5/29/2014—My wife and I are on a family visit/vacation trip, including a wonderful wedding last week, so this blog has not been attended to. But it is impossible not to notice the continuing fighting going on in Pittsburgh between UPMC and Highmark. UPMC intends not to renew the agreement between the two healthcare systems, so that people with Highmark insurance will simply not have access to UPMC facilities.

The genesis of this fight is the decision of Highmark to partner with the Allegheny Health Network so as not to be subject to a hospital monopoly by UPMC when West Penn and Allegheny General Hospital were having financial trouble. UPMC now considers Highmark a hospital system rival and says it will not deal with it.

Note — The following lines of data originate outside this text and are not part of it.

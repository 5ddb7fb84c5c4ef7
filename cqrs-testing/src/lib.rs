//! In-memory test harness for `cqrs-host` applications.
//!
//! [`TestApplication`] wraps an application's [`EntryPoint`](cqrs_host::EntryPoint)
//! and lets a test, before the host is built:
//!
//! - override configuration keys at host and app level;
//! - register services or reach into the container backend;
//! - replace command handlers, query handlers, loggers and arbitrary
//!   services with recording mocks;
//! - intercept outbound requests of named or typed HTTP clients, letting
//!   unmatched requests through to the real client.
//!
//! Requests are then driven through the router in-process with a
//! [`TestClient`], and the mocks verified with [`Times`] expectations.

pub mod application;
pub mod client;
/// Harness errors.
pub mod error;
pub mod http;
pub mod mocks;
/// Deferred host builder changes.
pub mod queue;
pub mod verification;

pub use application::{TEST_ENVIRONMENT, TestApplication};
pub use client::{TestClient, TestResponse};
pub use error::TestingError;
pub use http::{
    HttpClientFactoryDecorator, MockHttpHandler, MockResponse,
    RecordedRequest, RuleBuilder,
};
pub use mocks::{LogEntry, MockCommandHandler, MockLogger, MockQueryHandler};
pub use queue::ConfigurationQueue;
pub use verification::{Times, VerificationFailure};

I suppose that this would all be understandable if these were two private businesses. But they are not. Not only is there a lot of public money involved, so that both businesses should be subject to public oversight, both are tax exempt non-profit entities. Neither one is supposed to be run with any profit motive at all and the Attorney General is supposed to be ensuring their compliance with the public good.

Some legislators are trying to pass legislation to force UPMC to deal with Highmark. But the legislature thus far has refused to act. Governor Corbett brokered a temporary deal but has not backed a permanent solution. There is a lot of loose talk about government not getting involved. But of course that is nonsense since these entities don't even pay taxes.

The relation of all this to hallowed secularism is this—the concept of the public interest is a part of all that religious talk that secularists say they don't like. This is an example of where naturalism/materialism actually leads--to self interest and nothing else. In the non-profit.charitable sector, we are talking about a role that churches used to fulfill. Churches bring their own problems—for example Catholic Charities does not want to place children with gay couples. But now we see the other side. The nonchurch nonprofits may just become money hungry businesses, like UPMC.